The United Arab Emirates and Germany established relations in May 1972. The U.A.E. has an embassy in Berlin and consulate-general in Munich while Germany maintains an embassy in Abu Dhabi and a consulate-general in Dubai. German exports amount to 5.84 billion Euros. German companies significantly contribute to the UAE's ongoing infrastructure projects and play a leading role in the country's alternative energy developments. Consequently, German Business Park, an area designed to house several of the already seven hundred present companies and their logistical needs, is in the midst of construction. There are thousands of expatriate Germans in the United Arab Emirates who have helped maintain connections between the two countries.

== History ==
Contacts between the two societies can be traced back to the early 20th century, when the German explorer Hermann Burchardt visited the British Trucial States in 1908 and photographed the ruler of Abu Dhabi. In the 1960s, German companies were involved in building infrastructure in what is now the UAE. Shortly after the UAE gained independence from the United Kingdom, the country established diplomatic relations with the Federal Republic of Germany in October 1972. Four years later, the UAE opened an embassy in Bonn. After German reunification, the UAE moved its embassy from Bonn to Berlin and inaugurated the new embassy building in 2004. In the same year, the two countries agreed on a strategic partnership to increase cooperation. Two years later, the German Academic Exchange Service and the Goethe Institute opened foreign offices in Abu Dhabi, and a joint German-Emirati Chamber of Commerce and Industry was established in 2009.

In 2017, the two countries entered into an energy partnership that focuses on promoting energy efficiency and renewable energy sources. In June 2019, they adopted a Memorandum of Understanding on a comprehensive strategic partnership with enhanced cooperation in the fields of security, energy, politics, economics, and culture. In doing so, the two countries reaffirmed their "friendly ties and stable partnership."

== Economic exchange ==
Both countries are close economic partners, and economic relations have been steadily expanded since the 2000s. The joint trade volume stood at 8.0 billion euros in 2021, ranking the UAE 42nd in the list of Germany's trading partners. Germany exports machinery, aircraft, automobiles, electronic equipment and chemicals to the UAE. The UAE sells mainly aluminum and petrochemical products to Germany. Germany does not import crude oil from the UAE and therefore has a strong trade surplus in bilateral trade. Numerous German companies are active in the country and, as part of an energy partnership, German companies are involved in setting up production facilities for the manufacture of hydrogen.

== Cultural relations ==
In the UAE, there are three German language schools in the cities of Dubai, Abu Dhabi and Sharjah. There are also more than 20 bilateral collaborations in the higher education sector. In 2020 and 2021, Germany was the guest country at the 30th and 31st International Book Fairs in Abu Dhabi, respectively. At Expo 2020 in Dubai, Germany and the state of Baden-Württemberg were represented with their own pavilions.

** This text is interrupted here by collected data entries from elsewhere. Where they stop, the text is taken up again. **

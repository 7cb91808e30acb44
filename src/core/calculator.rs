use crate::adapters::lunar_table::TableConverter;
use crate::core::elements::tally_elements;
use crate::core::pillars::{day_pillar, hour_pillar, month_pillar, year_pillar};
use crate::domain::model::{
    BirthMoment, CalendarKind, ChartReport, FourPillars, LunarDate, SolarDate,
};
use crate::domain::ports::LunisolarConverter;
use crate::utils::error::Result;
use crate::utils::validation::validate_range;

pub const MIN_YEAR: i32 = 1900;
pub const MAX_YEAR: i32 = 2100;

/// 四柱計算器。本身沒有狀態，可在多執行緒間共用
#[derive(Debug, Clone, Default)]
pub struct PillarCalculator<C: LunisolarConverter = TableConverter> {
    converter: C,
}

impl PillarCalculator<TableConverter> {
    pub fn new() -> Self {
        Self::with_converter(TableConverter::new())
    }
}

impl<C: LunisolarConverter> PillarCalculator<C> {
    pub fn with_converter(converter: C) -> Self {
        Self { converter }
    }

    pub fn converter(&self) -> &C {
        &self.converter
    }

    /// 全有或全無：任何一步失敗都不會回傳部分結果
    pub fn calculate(&self, moment: &BirthMoment) -> Result<FourPillars> {
        let (_, _, pillars) = self.resolve(moment)?;
        Ok(pillars)
    }

    /// 四柱加上五行統計
    pub fn report(&self, moment: &BirthMoment) -> Result<ChartReport> {
        let (solar_date, hour, pillars) = self.resolve(moment)?;
        let elements = tally_elements(&pillars);

        Ok(ChartReport {
            solar_date,
            hour,
            pillars,
            day_master: pillars.day_master(),
            elements,
            strongest: elements.strongest(),
            weakest: elements.weakest(),
        })
    }

    fn resolve(&self, moment: &BirthMoment) -> Result<(SolarDate, u32, FourPillars)> {
        let hour = moment.hour.normalize();

        validate_range("year", moment.year, MIN_YEAR, MAX_YEAR)?;
        validate_range("month", moment.month, 1, 12)?;
        validate_range("day", moment.day, 1, 31)?;

        let solar = match moment.calendar {
            CalendarKind::Solar => SolarDate::new(moment.year, moment.month, moment.day),
            CalendarKind::Lunar => {
                let lunar = LunarDate {
                    year: moment.year,
                    month: moment.month,
                    day: moment.day,
                    leap: moment.leap_month,
                };
                let solar = self.converter.lunar_to_solar(lunar)?;
                tracing::debug!("Lunar {} resolved to solar {}", lunar, solar);
                solar
            }
        };

        // 日柱必須在時柱之前
        let year = year_pillar(solar.year);
        let month = month_pillar(solar.year, solar.month);
        let day = day_pillar(solar.year, solar.month, solar.day)?;
        let hour_p = hour_pillar(hour, day.stem);

        let pillars = FourPillars {
            year,
            month,
            day,
            hour: hour_p,
        };
        tracing::debug!("Calculated pillars for {} {:02}h: {}", solar, hour, pillars);

        Ok((solar, hour, pillars))
    }
}

/// 使用內建陰曆表的便捷函式
pub fn calculate_pillars(moment: &BirthMoment) -> Result<FourPillars> {
    PillarCalculator::new().calculate(moment)
}

#[cfg(test)]
mod tests {
    use super::*;
    use crate::domain::model::{Element, HourInput, Stem};
    use crate::utils::error::SajuError;

    /// 永遠失敗的轉換器，用來確認錯誤會往上傳
    struct FailingConverter;

    impl LunisolarConverter for FailingConverter {
        fn lunar_to_solar(&self, date: LunarDate) -> Result<SolarDate> {
            Err(SajuError::conversion(format!("no table for {}", date)))
        }
    }

    /// 固定回傳同一天的轉換器
    struct FixedConverter(SolarDate);

    impl LunisolarConverter for FixedConverter {
        fn lunar_to_solar(&self, _date: LunarDate) -> Result<SolarDate> {
            Ok(self.0)
        }
    }

    #[test]
    fn test_reference_chart() {
        let pillars = calculate_pillars(&BirthMoment::solar(1990, 1, 1, 12)).unwrap();
        assert_eq!(pillars.year.to_string(), "경오");
        assert_eq!(pillars.month.to_string(), "정인");
        assert_eq!(pillars.day.to_string(), "병인");
        assert_eq!(pillars.hour.to_string(), "갑오");
    }

    #[test]
    fn test_report_includes_tally() {
        let report = PillarCalculator::new()
            .report(&BirthMoment::solar(1990, 1, 1, 12))
            .unwrap();
        assert_eq!(report.day_master, Stem::Byeong);
        assert_eq!(report.elements.total(), 8);
        assert_eq!(report.strongest, Element::Fire);
        assert_eq!(report.weakest, Element::Earth);
        assert_eq!(report.hour, 12);
    }

    #[test]
    fn test_unknown_hour_defaults_to_noon() {
        let calculator = PillarCalculator::new();
        let noon = calculator.calculate(&BirthMoment::solar(1990, 1, 1, 12)).unwrap();
        let unknown = calculator
            .calculate(&BirthMoment::solar(1990, 1, 1, HourInput::Unknown))
            .unwrap();
        let garbage = calculator
            .calculate(&BirthMoment::solar(1990, 1, 1, "abc"))
            .unwrap();
        assert_eq!(noon, unknown);
        assert_eq!(noon, garbage);
    }

    #[test]
    fn test_invalid_fields_are_rejected() {
        let calculator = PillarCalculator::new();
        for moment in [
            BirthMoment::solar(1990, 13, 1, 12),
            BirthMoment::solar(1990, 0, 1, 12),
            BirthMoment::solar(1990, 1, 32, 12),
            BirthMoment::solar(1899, 1, 1, 12),
            BirthMoment::solar(2101, 1, 1, 12),
            BirthMoment::solar(1990, 2, 30, 12),
        ] {
            let err = calculator.calculate(&moment).unwrap_err();
            assert!(
                matches!(err, SajuError::InvalidInput { .. }),
                "{:?} gave {:?}",
                moment,
                err
            );
        }
    }

    #[test]
    fn test_conversion_failure_propagates() {
        let calculator = PillarCalculator::with_converter(FailingConverter);
        let err = calculator
            .calculate(&BirthMoment::lunar(1990, 1, 1, 12))
            .unwrap_err();
        assert!(matches!(err, SajuError::Conversion { .. }));

        // 陽曆輸入不會呼叫轉換器
        assert!(calculator.calculate(&BirthMoment::solar(1990, 1, 1, 12)).is_ok());
    }

    #[test]
    fn test_lunar_input_uses_converted_date() {
        let converted = SolarDate::new(1990, 1, 27);
        let calculator = PillarCalculator::with_converter(FixedConverter(converted));
        let lunar = calculator
            .calculate(&BirthMoment::lunar(1990, 1, 1, 14))
            .unwrap();
        let solar = calculator
            .calculate(&BirthMoment::solar(1990, 1, 27, 14))
            .unwrap();
        assert_eq!(lunar, solar);
    }
}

The football national teams of the two countries met for the first time at the 1990 World Cup. The Germany national football team won the group stage match 5-1. Further international matches between the two teams took place in 1994 and 2009 as part of friendly matches, which Germany won 2-0 and 7-2 respectively.

== Military relations ==
The UAE is seeking an active military and political role in the region and, as a coalition partner of Saudi Arabia and the United States, is involved in regional conflicts, including the Yemen Civil war. The German arms industry supplies weapons to the UAE armed forces. In 2018, the value of German arms deliveries to the country amounted to 45 million euros. In 2020, the UAE was the third-largest buyer of German weapons, with arms deliveries worth 51.3 million euros.

== Migration ==
In 2008, nearly 10,000 Germans lived in the city of Dubai, many of them entrepreneurs or technical specialists. Recently, the city has become the adopted home of several well-known German Internet influencers. In Dubai, an influencer license can be obtained from the resident government in exchange for a sum of money and positive coverage of the UAE's authoritarian government.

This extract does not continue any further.